Currying and partial application are two more functional concepts that come straight out of old math papers. The former has absolutely nothing to do with Indian food, delicious though it is;¹ in fact, it’s named after the preeminent American mathematician Haskell Brooks Curry, after whom no fewer than three programming languages are named.²

As noted in Chapter 1, currying came from Curry’s work on combinatory logic, which served as a basis for modern FP. Rather than give a dry, formal definition, I’ll explain by example. This is a bit of vaguely C#-like pseudocode for an Add() function:

public interface ICurriedFunctions
{
    decimal Add(decimal a, decimal b);
}

var curry = // some logic for obtaining an implementation of the interface

var answer = curry.Add(100, 200);

In this example, we’d expect the answer to simply be 300 (i.e., 100 + 200), which is indeed what it would be.
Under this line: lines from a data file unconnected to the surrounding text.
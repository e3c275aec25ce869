// SPDX-License-Identifier: MPL-2.0
//! Centralized button styles.
//!
//! Keyboard focus is tracked by the app rather than by Iced, so every style
//! that can be focused takes a `focused` flag and draws the focus ring itself.

use crate::ui::design_tokens::{
    border, opacity,
    palette::{self, BLACK, WHITE},
    radius, shadow,
};
use crate::ui::theming::ColorScheme;
use iced::widget::button;
use iced::{Background, Border, Color, Theme};

fn focus_border(theme: &Theme, rad: f32) -> Border {
    Border {
        color: ColorScheme::for_theme(theme).focus_ring,
        width: border::WIDTH_FOCUS,
        radius: rad.into(),
    }
}

/// Primary action button (card call to action).
pub fn primary(focused: bool) -> impl Fn(&Theme, button::Status) -> button::Style {
    move |theme: &Theme, status: button::Status| {
        let background = match status {
            button::Status::Hovered => palette::PRIMARY_400,
            button::Status::Disabled => palette::GRAY_200,
            _ => palette::PRIMARY_500,
        };
        let border = if focused {
            focus_border(theme, radius::SM)
        } else {
            Border {
                color: palette::PRIMARY_600,
                width: border::WIDTH_SM,
                radius: radius::SM.into(),
            }
        };
        button::Style {
            background: Some(Background::Color(background)),
            text_color: WHITE,
            border,
            shadow: shadow::SM,
            snap: true,
        }
    }
}

/// Round translucent control drawn over the gallery image (close, previous, next).
pub fn overlay_control(focused: bool) -> impl Fn(&Theme, button::Status) -> button::Style {
    move |theme: &Theme, status: button::Status| {
        let alpha = match status {
            button::Status::Hovered => opacity::OVERLAY_STRONG,
            button::Status::Pressed => opacity::OVERLAY_PRESSED,
            _ => opacity::OVERLAY_MEDIUM,
        };
        let border = if focused {
            focus_border(theme, radius::FULL)
        } else {
            Border {
                radius: radius::FULL.into(),
                ..Border::default()
            }
        };
        button::Style {
            background: Some(Background::Color(Color { a: alpha, ..BLACK })),
            text_color: WHITE,
            border,
            shadow: shadow::NONE,
            snap: true,
        }
    }
}

/// Gallery thumbnail; the active one is outlined in the brand color.
pub fn thumbnail(active: bool, focused: bool) -> impl Fn(&Theme, button::Status) -> button::Style {
    move |theme: &Theme, status: button::Status| {
        let border = if focused {
            focus_border(theme, radius::SM)
        } else if active {
            Border {
                color: ColorScheme::for_theme(theme).brand_primary,
                width: border::WIDTH_FOCUS,
                radius: radius::SM.into(),
            }
        } else {
            Border {
                color: Color {
                    a: opacity::OVERLAY_SUBTLE,
                    ..WHITE
                },
                width: border::WIDTH_SM,
                radius: radius::SM.into(),
            }
        };
        let background = match status {
            button::Status::Hovered => Some(Background::Color(Color {
                a: opacity::OVERLAY_SUBTLE,
                ..WHITE
            })),
            _ => None,
        };
        button::Style {
            background,
            text_color: WHITE,
            border,
            shadow: shadow::NONE,
            snap: true,
        }
    }
}

/// Flat text button used for nav links and dropdown items.
pub fn link(focused: bool) -> impl Fn(&Theme, button::Status) -> button::Style {
    move |theme: &Theme, status: button::Status| {
        let extended = theme.extended_palette();
        let background = match status {
            button::Status::Hovered => Some(extended.background.strong.color.into()),
            button::Status::Pressed => Some(extended.primary.strong.color.into()),
            _ => None,
        };
        let text_color = match status {
            button::Status::Pressed => extended.primary.strong.text,
            button::Status::Disabled => extended.background.weak.text,
            _ => extended.background.base.text,
        };
        let border = if focused {
            focus_border(theme, radius::SM)
        } else {
            Border {
                radius: radius::SM.into(),
                ..Border::default()
            }
        };
        button::Style {
            background,
            text_color,
            border,
            shadow: shadow::NONE,
            snap: true,
        }
    }
}

/// Carousel position dot.
pub fn dot(active: bool) -> impl Fn(&Theme, button::Status) -> button::Style {
    move |theme: &Theme, status: button::Status| {
        let scheme = ColorScheme::for_theme(theme);
        let color = if active || status == button::Status::Hovered {
            scheme.brand_primary
        } else {
            scheme.text_secondary
        };
        button::Style {
            background: Some(Background::Color(color)),
            text_color: color,
            border: Border {
                radius: radius::FULL.into(),
                ..Border::default()
            },
            shadow: shadow::NONE,
            snap: true,
        }
    }
}

#[cfg(test)]
mod tests {
    use super::*;

    #[test]
    fn focused_controls_draw_focus_ring() {
        let style = overlay_control(true)(&Theme::Dark, button::Status::Active);
        assert_eq!(style.border.width, border::WIDTH_FOCUS);
        let style = overlay_control(false)(&Theme::Dark, button::Status::Active);
        assert_eq!(style.border.width, 0.0);
    }

    #[test]
    fn active_thumbnail_uses_brand_outline() {
        let style = thumbnail(true, false)(&Theme::Light, button::Status::Active);
        assert_eq!(style.border.color, ColorScheme::light().brand_primary);
    }

    #[test]
    fn focus_wins_over_active_thumbnail() {
        let style = thumbnail(true, true)(&Theme::Light, button::Status::Active);
        assert_eq!(style.border.color, ColorScheme::light().focus_ring);
    }
}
What if we were to provide only a single parameter, however? Like this:

public interface ICurriedFunctions
{
    decimal Add(decimal a, decimal b);
}

var curry = // some logic for obtaining an implementation of the interface

var answer = curry.Add(100); // What could it be?

In this scenario, if this were a hypothetical curried function, what do you think you’d have returned to you in answer?

I’ve devised a rule of thumb when working in FP, as I mentioned in Chapter 1—if there’s a question, the answer is likely to be “functions.” And that’s the case here.

If this were ...